One of my favorite annual events, Harlem EatUp!, was cancelled this year, due to COVID. In its stead, the organizers decided to host a telethon-style fundraiser, called Harlem Serves Up, last month. All money raised went straight into the Harlem community and the first couple hundred who donated received a box of food (sponsored by Barilla pasta) to be used for a live cooking class with celeb chefs Marcus Samuelsson and Lexis Gonzalez.
I was so excited to open my box and discover the main ingredients were Southern. This was definitely in my wheelhouse! I loved cooking along with the chefs but also learned something very important: it kinda doesn’t matter when it comes to pasta. Some of the ingredients were compromised in transit (Barilla totally made good on the error – thank you) but I learned the best way to cook with pasta is to simply throw in whatever you’ve got. That’s why this recipe post is less recipe, more inspo.
Start by boiling pasta. We were using rigotoni and the wide tubes were perfect – and necessary – for capturing the sauce, which was less sauce, more roughly chopped veggies. While water boiled/pasta cooked, I got the “sauce” ready. I started by sautéing red onion in butter. Red onion is usually not my thing, but I enjoy it when you cook it down to death like this. When it’s just about done, add some chopped zucchini. We had some leftover mushrooms so they went in the pan as well…why not?! Once those veggies are nice and soft, you can add the succotash ingredients: lima beans, corn, and chopped tomato. I used leftover cooked corn (canned works great) and canned lima beans. Since these ingredients were already cooked, you don’t need to add them til your onions/zucchini are done. Next add in collard greens and here’s my biggest tip: use leftover collards! Don’t waste time cooking them down, which takes forever. We had eaten bbq the night before and ordered extra collards that I just saved in the fridge. This meant they were already seasoned and delicious, thanks to the bacon/ham hock they were cooked with. Since my dad accidentally threw away the special seasoning that had been included in our box, the seasoning from the collards gave this dish tons of it’s flavor. The parmesan from our box sat outside a bit too long so I used leftover cotija from the previous Taco Tuesday, knowing that we really just needed a firm or semi firm salty cheese for this dish. Finally, I added a bit of reserved pasta water and some fresh parsley and VOILA.
So much of this dish was created on the fly and I’m not at all mad about it. There were so many hardy veggies that this was super satisfying. Everyone seemed to love it (my Dad requested seconds) and I loved that I was able to go off script a bit. And I looooved that I could use up all the leftover in the fridge for this one.
I JUST REALIZED SOMETHING. Growing up, I would often order the veggie plate at restaurants. In the South, any waitress at a bbq or traditional meat and three restaurant knows what that means. [I now know] in the North…not so much. So let me educate you. A veggie plate just means a plate of sides. Instead of ordering a bbq sandwich and two sides, for instance, you simply choose three items from the sides section. A very common order (for me) would be mac and cheese, collards, and succotash. This is that order all rolled into one dish. Yesssssss.
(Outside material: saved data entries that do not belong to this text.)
use regex::Regex;

use crate::error::{ErrorAccumulator, ErrorKind, ErrorRecord, StageError, ValidationErrors};
use crate::path::Location;
use crate::validator::Exactness;
use crate::value::Value;

/// The leaf type a [`ScalarSchema`] checks for.
#[derive(Debug, Clone, PartialEq)]
pub enum ScalarKind {
    Any,
    None,
    Bool,
    Int,
    Float,
    Str,
    /// One of a fixed set of values.
    Literal(Vec<Value>),
}

impl ScalarKind {
    /// Short name used as a union member label.
    pub fn label(&self) -> String {
        match self {
            ScalarKind::Any => "any".to_string(),
            ScalarKind::None => "none".to_string(),
            ScalarKind::Bool => "bool".to_string(),
            ScalarKind::Int => "int".to_string(),
            ScalarKind::Float => "float".to_string(),
            ScalarKind::Str => "str".to_string(),
            ScalarKind::Literal(values) => {
                let inner: Vec<String> = values.iter().map(Value::repr).collect();
                format!("literal[{}]", inner.join(","))
            }
        }
    }
}

/// A compiled regex together with its source text.
#[derive(Clone)]
pub struct Pattern {
    regex: Regex,
    source: String,
}

impl Pattern {
    pub fn new(pattern: &str) -> Result<Self, regex::Error> {
        Ok(Self {
            regex: Regex::new(pattern)?,
            source: pattern.to_string(),
        })
    }

    pub fn as_str(&self) -> &str {
        &self.source
    }

    pub fn is_match(&self, s: &str) -> bool {
        self.regex.is_match(s)
    }
}

impl fmt::Debug for Pattern {
    fn fmt(&self, f: &mut fmt::Formatter<'_>) -> fmt::Result {
        write!(f, "Pattern({:?})", self.source)
    }
}

impl PartialEq for Pattern {
    fn eq(&self, other: &Self) -> bool {
        self.source == other.source
    }
}

/// Checks applied after a value has been coerced to its kind.
///
/// Lengths apply to strings (characters) and to sequences and mappings
/// (items); bounds apply to numbers and are kept as the original values so
/// messages show them as declared.
#[derive(Debug, Clone, Default, PartialEq)]
pub struct Constraints {
    /// Overrides the call's strictness for this node.
    pub strict: Option<bool>,
    pub min_length: Option<usize>,
    pub max_length: Option<usize>,
    pub pattern: Option<Pattern>,
    pub gt: Option<Value>,
    pub ge: Option<Value>,
    pub lt: Option<Value>,
    pub le: Option<Value>,
    pub multiple_of: Option<Value>,
}
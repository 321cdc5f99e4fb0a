//! Union member selection.
//!
//! Untagged unions try their members against the same input, each with its
//! own [`ValidationState`] fork, and either take the first success
//! (left-to-right) or the best one (smart). Tagged unions read the tag and
//! validate only the member it maps to.

use crate::error::{ErrorAccumulator, ErrorKind, ErrorRecord, StageError, ValidationErrors};
use crate::path::Location;
use crate::schema::{Discriminator, Tag, UnionMode, UnionSchema};
use crate::validator::{Exactness, ValidationRunner, ValidationState};
use crate::value::Value;

/// Picks and validates the matching member of a union.
pub struct UnionResolver<'r, 'a> {
    runner: &'r ValidationRunner<'a>,
}

/// A successful member and how well it matched.
struct Candidate {
    index: usize,
    value: Value,
    fields_set_count: Option<usize>,
    exactness: Exactness,
}

impl Candidate {
    fn rank(&self) -> (Option<usize>, Exactness) {
        (self.fields_set_count, self.exactness)
    }
}

impl<'r, 'a> UnionResolver<'r, 'a> {
    pub fn new(runner: &'r ValidationRunner<'a>) -> Self {
        Self { runner }
    }

    pub(crate) fn resolve(
        &self,
        union: &UnionSchema,
        input: &Value,
        path: &Location,
        state: &mut ValidationState<'_>,
    ) -> Result<Value, StageError> {
        if let Some(discriminator) = &union.discriminator {
            return self.discriminated(union, discriminator, input, path, state);
        }
        match union.mode {
            UnionMode::Smart => self.smart(union, input, path, state),
            UnionMode::LeftToRight => self.left_to_right(union, input, path, state),
        }
    }

    /// Validates every member and keeps the best success.
    ///
    /// Members rank by `(fields_set_count, exactness)`; a strictly better
    /// rank replaces the current best, so ties keep the left-most member.
    /// A member without a field count that matches exactly wins at once.
    fn smart(
        &self,
        union: &UnionSchema,
        input: &Value,
        path: &Location,
        state: &mut ValidationState<'_>,
    ) -> Result<Value, StageError> {
        let mut best: Option<Candidate> = None;
        let mut failures = ErrorAccumulator::new();

        for (index, member) in union.members.iter().enumerate() {
            let member_path = path.push(member.label());
            let mut member_state = state.fork();
            match self
                .runner
                .validate_node(&member.schema, input, &member_path, &mut member_state)
            {
                Ok(value) => {
                    let candidate = Candidate {
                        index,
                        value,
                        fields_set_count: member_state.fields_set_count,
                        exactness: member_state.exactness,
                    };
                    if candidate.fields_set_count.is_none() && candidate.exactness == Exactness::Exact {
                        tracing::trace!(member = index, "exact union member short-circuits");
                        return Ok(self.accept(candidate, state));
                    }
                    let better = best
                        .as_ref()
                        .map_or(true, |current| candidate.rank() > current.rank());
                    if better {
                        best = Some(candidate);
                    }
                }
                Err(StageError::Invalid(errors)) => failures.extend(errors),
                Err(other) => return Err(other),
            }
        }

        match best {
            Some(candidate) => {
                tracing::trace!(
                    member = candidate.index,
                    exactness = ?candidate.exactness,
                    fields_set = ?candidate.fields_set_count,
                    "smart union selected member"
                );
                Ok(self.accept(candidate, state))
            }
            None => Err(union_failure(failures, path, input)),
        }
    }

    /// Returns the first member that validates.
    fn left_to_right(
        &self,
        union: &UnionSchema,
        input: &Value,
        path: &Location,
        state: &mut ValidationState<'_>,
    ) -> Result<Value, StageError> {
        let mut failures = ErrorAccumulator::new();

        for (index, member) in union.members.iter().enumerate() {
            let member_path = path.push(member.label());
            let mut member_state = state.fork();
            match self
                .runner
                .validate_node(&member.schema, input, &member_path, &mut member_state)
            {
                Ok(value) => {
                    tracing::trace!(member = index, "left-to-right union selected member");
                    let candidate = Candidate {
                        index,
                        value,
                        fields_set_count: member_state.fields_set_count,
                        exactness: member_state.exactness,
                    };
                    return Ok(self.accept(candidate, state));
                }
                Err(StageError::Invalid(errors)) => failures.extend(errors),
                Err(other) => return Err(other),
            }
        }

        Err(union_failure(failures, path, input))
    }

    /// Validates only the member mapped to the input's tag.
    fn discriminated(
        &self,
        union: &UnionSchema,
        discriminator: &Discriminator,
        input: &Value,
        path: &Location,
        state: &mut ValidationState<'_>,
    ) -> Result<Value, StageError> {
        if matches!(discriminator, Discriminator::Field(_))
            && !matches!(input, Value::Dict(_) | Value::Model(_))
        {
            return Err(single(
                ErrorRecord::new(ErrorKind::ModelAttributesType, path.clone()).with_input(input.clone()),
            ));
        }

        let Some(raw_tag) = discriminator.extract(input) else {
            return Err(single(
                ErrorRecord::new(ErrorKind::UnionTagNotFound, path.clone())
                    .with_context("discriminator", discriminator.describe())
                    .with_input(input.clone()),
            ));
        };

        let matched = Tag::from_value(&raw_tag)
            .and_then(|tag| union.member_for(&tag).map(|index| (tag, index)));
        let Some((tag, index)) = matched else {
            let expected: Vec<String> = union.expected_tags().iter().map(|t| t.repr()).collect();
            return Err(single(
                ErrorRecord::new(ErrorKind::UnionTagInvalid, path.clone())
                    .with_context("discriminator", discriminator.describe())
                    .with_context("tag", raw_tag.to_string())
                    .with_context("expected_tags", expected.join(", "))
                    .with_input(input.clone()),
            ));
        };

        tracing::trace!(%tag, member = index, "discriminated union selected member");
        let member = &union.members[index];
        self.runner
            .validate_node(&member.schema, input, &path.push(tag.to_string()), state)
    }

    fn accept(&self, candidate: Candidate, state: &mut ValidationState<'_>) -> Value {
        state.floor_exactness(candidate.exactness);
        if let Some(count) = candidate.fields_set_count {
            state.add_fields_set(count);
        }
        candidate.value
    }
}

fn single(record: ErrorRecord) -> StageError {
    StageError::Invalid(ValidationErrors::single(record))
}

/// Every member's failures, or a plain type error for a memberless union.
fn union_failure(failures: ErrorAccumulator, path: &Location, input: &Value) -> StageError {
    match failures.into_errors() {
        Some(errors) => StageError::Invalid(errors),
        None => single(
            ErrorRecord::new(ErrorKind::Custom("union_empty".into()), path.clone())
                .with_context("error", "union has no members")
                .with_input(input.clone()),
        ),
    }
}

#[cfg(test)]
mod tests {
    use crate::registry::CompiledSchema;
    use crate::schema::{Discriminator, Schema, UnionMember};
    use crate::value::Value;
    use serde_json::json;
    use stillwater::Validation;

    fn validate(schema: &CompiledSchema, input: serde_json::Value) -> Validation<Value, crate::ValidationErrors> {
        schema.validate(&Value::from(input)).unwrap()
    }

    #[test]
    fn test_smart_prefers_exact_member_regardless_of_order() {
        for union in [
            Schema::union([Schema::float(), Schema::int()]),
            Schema::union([Schema::int(), Schema::float()]),
        ] {
            let schema = CompiledSchema::new(union).unwrap();
            assert_eq!(validate(&schema, json!(1)).into_result().unwrap(), Value::Int(1));
            assert_eq!(validate(&schema, json!(1.5)).into_result().unwrap(), Value::Float(1.5));
        }
    }

    #[test]
    fn test_smart_falls_back_to_first_lax_match() {
        let schema = CompiledSchema::new(Schema::union([Schema::int(), Schema::float()])).unwrap();
        assert_eq!(validate(&schema, json!("3")).into_result().unwrap(), Value::Int(3));
    }

    #[test]
    fn test_left_to_right_takes_first_success() {
        let schema =
            CompiledSchema::new(Schema::union([Schema::float(), Schema::int()]).left_to_right()).unwrap();
        assert_eq!(validate(&schema, json!(1)).into_result().unwrap(), Value::Float(1.0));
    }

    #[test]
    fn test_failures_are_labelled_per_member() {
        let schema = CompiledSchema::new(Schema::union([
            UnionMember::from(Schema::int()),
            UnionMember::from(Schema::list(Schema::str())),
        ]))
        .unwrap();
        let errors = match validate(&schema, json!({"a": 1})) {
            Validation::Failure(errors) => errors,
            Validation::Success(v) => panic!("unexpected success: {v}"),
        };
        let paths: Vec<String> = errors.iter().map(|e| e.path.to_string()).collect();
        assert_eq!(paths, vec!["int", "list[str]"]);
    }

    #[test]
    fn test_tag_not_dict_is_model_attributes_type() {
        let union = Schema::tagged_union(
            Discriminator::field("kind"),
            [Schema::model("A").field("kind", Schema::literal(["a"]))],
        );
        let schema = CompiledSchema::new(union).unwrap();
        let errors = match validate(&schema, json!("a")) {
            Validation::Failure(errors) => errors,
            Validation::Success(v) => panic!("unexpected success: {v}"),
        };
        assert_eq!(errors.first().kind, "model_attributes_type");
    }
}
One more thing…inside my ingredient box was the handiest dandiest Pasta Builder guide from Barilla. It really underscored the idea that you can make an amazing dish with whatever you have hanging around in your pantry/fridge but I also loved how it was organized. There was a pasta builder recipe for every type of cuisine imaginable (French, Caribbean, Korean, Italian, Japanese, regions of the US – you name it!) and for each one, you start at the bottom and work your way up: choose a pasta shape, pick a protein, add in a relevant veggie, include a sauce common to that region, give it some toppings. I love that each step had several options but still kept you in the “lane” of that cuisine. It’s basically a choose your own adventure for cooking, and it may just be the cookbook of the future.